Barry White
The government has approved plans to drill for gas near an area of outstanding natural beauty in the Surrey countryside, provoking “fury and despair” from environmentalists, residents and the local MP Jeremy Hunt. Housing minister Stuart Andrew overruled local councils (including Surrey County Council), to agree drilling at Loxley well near Dunsfold (pictured), a 13th century village close to the A281 between Guildford (Surrey) and Horsham in West Sussex. Campaigners said the decision “makes a mockery” of government claims to be taking the climate crisis seriously and warned it would irreversibly damage the area.
The site is in the South West Surrey constituency of former health secretary Jeremy Hunt, who criticised the decision as “bitterly disappointing and wrong both economically and environmentally”.
The energy firm UK Oil and Gas (UKOG) had appealed against the refusal of its plans by Surrey County Council, but a planning inquiry last year resulted in an inspector concluding the drilling should be allowed.
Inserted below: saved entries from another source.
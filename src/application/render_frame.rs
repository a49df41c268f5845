use crate::domain::{
    chart::{ChartMode, ChartProjector, Color, Point, ProjectedChart, Rect},
    market_data::{SymbolSeries, Trend},
};
use crate::ui::{DashboardLayout, DropdownId, TextMeasure, UiStateMachine};

pub fn trend_color(trend: Trend) -> Color {
    match trend {
        Trend::Up => Color::UP,
        Trend::Down => Color::DOWN,
        Trend::Neutral => Color::NEUTRAL,
    }
}

#[derive(Debug, Clone, PartialEq)]
pub struct OptionRow {
    pub text: String,
    pub bounds: Rect,
    pub selected: bool,
}

#[derive(Debug, Clone, PartialEq)]
pub struct DropdownView {
    pub id: DropdownId,
    pub header: String,
    pub bounds: Rect,
    pub open: bool,
    /// Empty while the dropdown is closed
    pub options: Vec<OptionRow>,
}

#[derive(Debug, Clone, PartialEq)]
pub struct LegendRow {
    pub text: String,
    pub bounds: Rect,
    pub color: Color,
    pub selected: bool,
}

#[derive(Debug, Clone, PartialEq)]
pub struct TextItem {
    pub text: String,
    pub position: Point,
    pub color: Color,
}

/// Everything the renderer needs for one frame, in canvas pixels.
/// Chart geometry is relative to `chart_region`'s origin.
#[derive(Debug, Clone, PartialEq)]
pub struct FrameModel {
    pub width: f64,
    pub height: f64,
    pub font: String,
    pub line_height: f64,
    pub topbar: Rect,
    pub dropdowns: Vec<DropdownView>,
    pub readout: Option<TextItem>,
    pub legend: Vec<LegendRow>,
    pub chart_region: Rect,
    pub title: Option<TextItem>,
    pub chart: ProjectedChart,
    pub chart_mode: ChartMode,
}

impl FrameModel {
    /// Assemble a frame from one consistent view of the series.
    pub fn build(
        series: &[SymbolSeries],
        ui: &UiStateMachine,
        layout: &DashboardLayout,
        projector: &ChartProjector,
        measure: &dyn TextMeasure,
    ) -> Self {
        let selection = ui.selection();
        let selected = selection.selected_symbol.and_then(|i| series.get(i));
        let line_height = ui.line_height();

        let dropdowns = ui
            .dropdowns()
            .iter()
            .map(|dropdown| DropdownView {
                id: dropdown.id,
                header: format!("{} {}", dropdown.header_text(), if dropdown.open { "▲" } else { "▼" }),
                bounds: dropdown.bounds,
                open: dropdown.open,
                options: if dropdown.open {
                    dropdown
                        .options
                        .iter()
                        .enumerate()
                        .map(|(i, text)| OptionRow {
                            text: text.clone(),
                            bounds: dropdown.option_rect(i, line_height),
                            selected: i == dropdown.selected,
                        })
                        .collect()
                } else {
                    Vec::new()
                },
            })
            .collect();

        let readout = selected.and_then(|s| {
            let price = s.last_price()?;
            let text = format!("{}: {}", s.symbol(), price);
            let x = (layout.width - measure.text_width(layout, &text) - 12.0 * layout.scale).max(0.0);
            Some(TextItem { text, position: Point::new(x, layout.topbar_height() / 2.0), color: trend_color(s.trend()) })
        });

        let legend = series
            .iter()
            .zip(legend_bounds(series, layout, measure))
            .enumerate()
            .map(|(i, (s, bounds))| LegendRow {
                text: s.display_text().to_string(),
                bounds,
                color: trend_color(s.trend()),
                selected: selection.selected_symbol == Some(i),
            })
            .collect();

        let viewport = layout.chart_viewport();
        let history = selected.map(|s| selection.timeframe.window(s.history())).unwrap_or(&[]);
        let chart = projector.project(history, viewport, selection.chart_mode);

        let title = selected.map(|s| TextItem {
            text: chart_title(s, selection.chart_mode, &selection.timeframe.to_string()),
            position: Point::new(viewport.padding, viewport.padding / 2.0),
            color: Color::TEXT_MUTED,
        });

        Self {
            width: layout.width,
            height: layout.height,
            font: layout.font(),
            line_height,
            topbar: layout.topbar(),
            dropdowns,
            readout,
            legend,
            chart_region: layout.chart_region(),
            title,
            chart,
            chart_mode: selection.chart_mode,
        }
    }
}

/// Hit boxes of the legend rows, one per series, sized to the drawn text
pub fn legend_bounds(series: &[SymbolSeries], layout: &DashboardLayout, measure: &dyn TextMeasure) -> Vec<Rect> {
    series
        .iter()
        .enumerate()
        .map(|(i, s)| layout.legend_row(i, measure.text_width(layout, s.display_text())))
        .collect()
}

pub fn chart_title(series: &SymbolSeries, mode: ChartMode, timeframe: &str) -> String {
    format!("{} {} Chart ({})", series.symbol(), mode, timeframe)
}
UKOG chief executive Steve Sanderson has welcomed the government’s decision.
Not so Tom Fyans, head of campaigns and policy at CPRE, the countryside charity who said: “Approving the drilling of a gas well in the Surrey countryside is an absurd decision that’s guaranteed to provoke fury and despair.
“It’s extraordinary, given the urgent need to wean ourselves off fossil fuels, that the government sees fit to greenlight a gas field and damage the setting of an area of outstanding natural beauty.
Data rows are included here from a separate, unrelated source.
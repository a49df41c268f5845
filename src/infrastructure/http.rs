use crate::domain::{
    errors::FetchError,
    logging::{LogComponent, get_logger},
    market_data::{PriceSource, Symbol, parse_price},
};
use futures::future::LocalBoxFuture;
use gloo::net::http::Request;
use serde::Deserialize;

/// `GET /api/v3/ticker/price` payload; only the price is needed
#[derive(Debug, Deserialize)]
struct TickerPrice {
    price: String,
}

/// Spot price lookups against the Binance REST API
#[derive(Debug, Clone)]
pub struct BinancePriceClient {
    base_url: String,
}

impl BinancePriceClient {
    pub fn new(base_url: impl Into<String>) -> Self {
        Self { base_url: base_url.into().trim_end_matches('/').to_string() }
    }

    pub fn price_url(&self, symbol: &Symbol) -> String {
        format!("{}/api/v3/ticker/price?symbol={}", self.base_url, symbol.value())
    }

    async fn fetch(&self, symbol: &Symbol) -> Result<String, FetchError> {
        let url = self.price_url(symbol);
        crate::log_trace!(LogComponent::Infrastructure("BinancePriceClient"), "GET {}", url);

        let response = Request::get(&url)
            .send()
            .await
            .map_err(|e| FetchError::Transport(format!("{e}")))?;
        let status = response.status();
        let body = response
            .text()
            .await
            .map_err(|e| FetchError::Transport(format!("failed to read body: {e}")))?;

        interpret_price_response(status, &body).inspect_err(|error| {
            get_logger().debug(
                LogComponent::Infrastructure("BinancePriceClient"),
                &format!("{} lookup rejected: {}", symbol, error),
            );
        })
    }
}

impl PriceSource for BinancePriceClient {
    fn fetch_price<'a>(&'a self, symbol: &'a Symbol) -> LocalBoxFuture<'a, Result<String, FetchError>> {
        Box::pin(self.fetch(symbol))
    }
}

/// Turn a raw HTTP status/body into the price string.
///
/// Non-2xx keeps the body verbatim. A 2xx body must be a JSON object with
/// a `price` string that parses as a finite number; the original string
/// is returned so the exchange's precision is preserved.
pub fn interpret_price_response(status: u16, body: &str) -> Result<String, FetchError> {
    if !(200..300).contains(&status) {
        return Err(FetchError::Protocol { status, body: body.to_string() });
    }
    let ticker: TickerPrice = serde_json::from_str(body).map_err(|e| FetchError::Decode(e.to_string()))?;
    match parse_price(&ticker.price) {
        Some(_) => Ok(ticker.price),
        None => Err(FetchError::Value(ticker.price)),
    }
}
“Given the scale of opposition to this plan – with the local council, local MP and local people all united in their anger – it is hard to see how the project can go ahead without mass protests.”
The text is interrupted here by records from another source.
use crate::domain::{
    errors::FetchError,
    history::{Clock, CommitOutcome, HistoryStore, SystemClock},
    logging::{LogComponent, get_logger},
    market_data::{PriceSource, Symbol},
};
use futures::future::{Either, LocalBoxFuture, join_all, select};
use std::cell::Cell;
use std::rc::Rc;
use std::sync::Arc;
use std::time::Duration;

/// Async sleep, supplied by the host (gloo timers in the browser)
pub trait Timer {
    fn sleep(&self, duration: Duration) -> LocalBoxFuture<'static, ()>;
}

#[derive(Debug, Clone, Copy, PartialEq, Eq, Default)]
pub enum RefreshState {
    #[default]
    Idle,
    Refreshing,
}

/// Summary of one completed refresh cycle
#[derive(Debug, Clone, Copy, PartialEq, Eq, Default)]
pub struct CycleReport {
    pub succeeded: usize,
    pub failed: usize,
    pub elapsed: Duration,
}

impl CycleReport {
    pub fn status_line(&self) -> String {
        format!(
            "updated {}/{} symbols in {}ms",
            self.succeeded,
            self.succeeded + self.failed,
            self.elapsed.as_millis()
        )
    }
}

/// When the next tick fires relative to the start of the previous one
#[derive(Debug, Clone, Copy, PartialEq, Eq)]
pub struct TickDecision {
    pub delay: Duration,
    /// Ticks that fell inside an overrunning cycle and are dropped, not queued
    pub skipped: u32,
}

/// Fixed-rate tick grid anchored at each cycle start.
#[derive(Debug, Clone, Copy, PartialEq, Eq)]
pub struct TickScheduler {
    interval: Duration,
}

impl TickScheduler {
    pub fn new(interval: Duration) -> Self {
        Self { interval }
    }

    pub fn interval(&self) -> Duration {
        self.interval
    }

    /// The next tick is the first grid point at or after `elapsed`; grid
    /// points already passed are skipped.
    pub fn next_tick(&self, elapsed: Duration) -> TickDecision {
        let interval = self.interval.as_nanos();
        if interval == 0 {
            return TickDecision { delay: Duration::ZERO, skipped: 0 };
        }
        let elapsed_ns = elapsed.as_nanos();
        let ticks = elapsed_ns.div_ceil(interval).max(1);
        let delay_ns = ticks * interval - elapsed_ns;
        TickDecision {
            delay: Duration::from_nanos(u64::try_from(delay_ns).unwrap_or(u64::MAX)),
            skipped: u32::try_from(ticks - 1).unwrap_or(u32::MAX),
        }
    }
}

type CommitListener = Rc<dyn Fn(&Symbol, CommitOutcome)>;
type CycleListener = Rc<dyn Fn(&CycleReport)>;

/// Drives the periodic fan-out of price fetches into the history store.
///
/// Each cycle launches one fetch per symbol, commits every result as soon
/// as it arrives and only finishes once all of them have completed or timed
/// out. At most one cycle runs at a time.
pub struct RefreshOrchestrator {
    source: Rc<dyn PriceSource>,
    timer: Rc<dyn Timer>,
    store: HistoryStore,
    clock: Arc<dyn Clock>,
    scheduler: TickScheduler,
    request_timeout: Duration,
    state: Cell<RefreshState>,
    stopped: Cell<bool>,
    on_commit: Option<CommitListener>,
    on_cycle: Option<CycleListener>,
}

impl RefreshOrchestrator {
    pub fn new(
        source: Rc<dyn PriceSource>,
        timer: Rc<dyn Timer>,
        store: HistoryStore,
        update_interval: Duration,
        request_timeout: Duration,
    ) -> Self {
        Self {
            source,
            timer,
            store,
            clock: Arc::new(SystemClock),
            scheduler: TickScheduler::new(update_interval),
            request_timeout,
            state: Cell::new(RefreshState::Idle),
            stopped: Cell::new(false),
            on_commit: None,
            on_cycle: None,
        }
    }

    pub fn with_clock(mut self, clock: Arc<dyn Clock>) -> Self {
        self.clock = clock;
        self
    }

    /// Called after every individual commit, e.g. to schedule a redraw.
    pub fn with_commit_listener(mut self, listener: impl Fn(&Symbol, CommitOutcome) + 'static) -> Self {
        self.on_commit = Some(Rc::new(listener));
        self
    }

    pub fn with_cycle_listener(mut self, listener: impl Fn(&CycleReport) + 'static) -> Self {
        self.on_cycle = Some(Rc::new(listener));
        self
    }

    pub fn state(&self) -> RefreshState {
        self.state.get()
    }

    pub fn store(&self) -> &HistoryStore {
        &self.store
    }

    /// Ask `run_forever` to return after the current cycle
    pub fn stop(&self) {
        self.stopped.set(true);
    }

    async fn fetch_with_timeout(&self, symbol: &Symbol) -> Result<String, FetchError> {
        let fetch = self.source.fetch_price(symbol);
        let deadline = self.timer.sleep(self.request_timeout);
        match select(fetch, deadline).await {
            Either::Left((result, _)) => result,
            Either::Right(((), _abandoned)) => Err(FetchError::timeout(self.request_timeout.as_millis())),
        }
    }

    async fn refresh_symbol(&self, symbol: Symbol) -> CommitOutcome {
        let outcome = self.fetch_with_timeout(&symbol).await;
        if let Err(error) = &outcome {
            get_logger().warn(
                LogComponent::Application("Refresh"),
                &format!("{} fetch failed ({}): {}", symbol, error.kind(), error),
            );
        }
        let committed = self.store.commit(&symbol, outcome);
        crate::log_debug!(LogComponent::Application("Refresh"), "{} committed: {:?}", symbol, committed);
        if let Some(listener) = &self.on_commit {
            listener(&symbol, committed);
        }
        committed
    }

    /// Run one refresh cycle. Returns `None` without doing anything when a
    /// cycle is already in flight.
    pub async fn run_cycle(&self) -> Option<CycleReport> {
        if self.state.get() == RefreshState::Refreshing {
            return None;
        }
        self.state.set(RefreshState::Refreshing);
        let started = self.clock.now();

        let outcomes = join_all(self.store.symbols().into_iter().map(|symbol| self.refresh_symbol(symbol))).await;

        let succeeded = outcomes.iter().filter(|o| matches!(o, CommitOutcome::Appended { .. })).count();
        let report = CycleReport {
            succeeded,
            failed: outcomes.len() - succeeded,
            elapsed: (self.clock.now() - started).to_std().unwrap_or_default(),
        };
        self.state.set(RefreshState::Idle);

        if let Some(listener) = &self.on_cycle {
            listener(&report);
        }
        Some(report)
    }

    /// Tick forever at the configured interval, starting immediately.
    pub async fn run_forever(&self) {
        get_logger().info(
            LogComponent::Application("Refresh"),
            &format!("refresh loop started, interval {}ms", self.scheduler.interval().as_millis()),
        );
        while !self.stopped.get() {
            let started = self.clock.now();
            if let Some(report) = self.run_cycle().await {
                crate::log_debug!(LogComponent::Application("Refresh"), "{}", report.status_line());
            }
            let elapsed = (self.clock.now() - started).to_std().unwrap_or_default();
            let decision = self.scheduler.next_tick(elapsed);
            if decision.skipped > 0 {
                get_logger().warn(
                    LogComponent::Application("Refresh"),
                    &format!("cycle overran by {} tick(s), skipping ahead", decision.skipped),
                );
            }
            if self.stopped.get() {
                break;
            }
            self.timer.sleep(decision.delay).await;
        }
        get_logger().info(LogComponent::Application("Refresh"), "refresh loop stopped");
    }
}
Mr Fyans said it was “utterly bizarre” the government had approved the drilling on the same day it rejected permission for work at two fracking sites on the grounds that shale gas drilling was incompatible with net zero goals and public health concerns.
Such a contradictory approach to the climate crisis suggested the government was not serious, he added.
James Knapp, from the Weald Action Group, which had protested against the drilling, said its members were deeply disappointed over the “unbelievable” decision.
“Even if the site is proven commercially viable, it will take years for new gas production to come on stream so will do nothing to alleviate the current energy price crisis,” he said.
Also at: https://www.theguardian.com/environment/2022/jun/08/fury-government-council-overruled-surrey-hills-gas-drilling and https://www.independent.co.uk/climate-change/news/surrey-gas-drilling-approval-b2097016.html
Picture: Dunsfold (from Dunsford Parish Council’s web site)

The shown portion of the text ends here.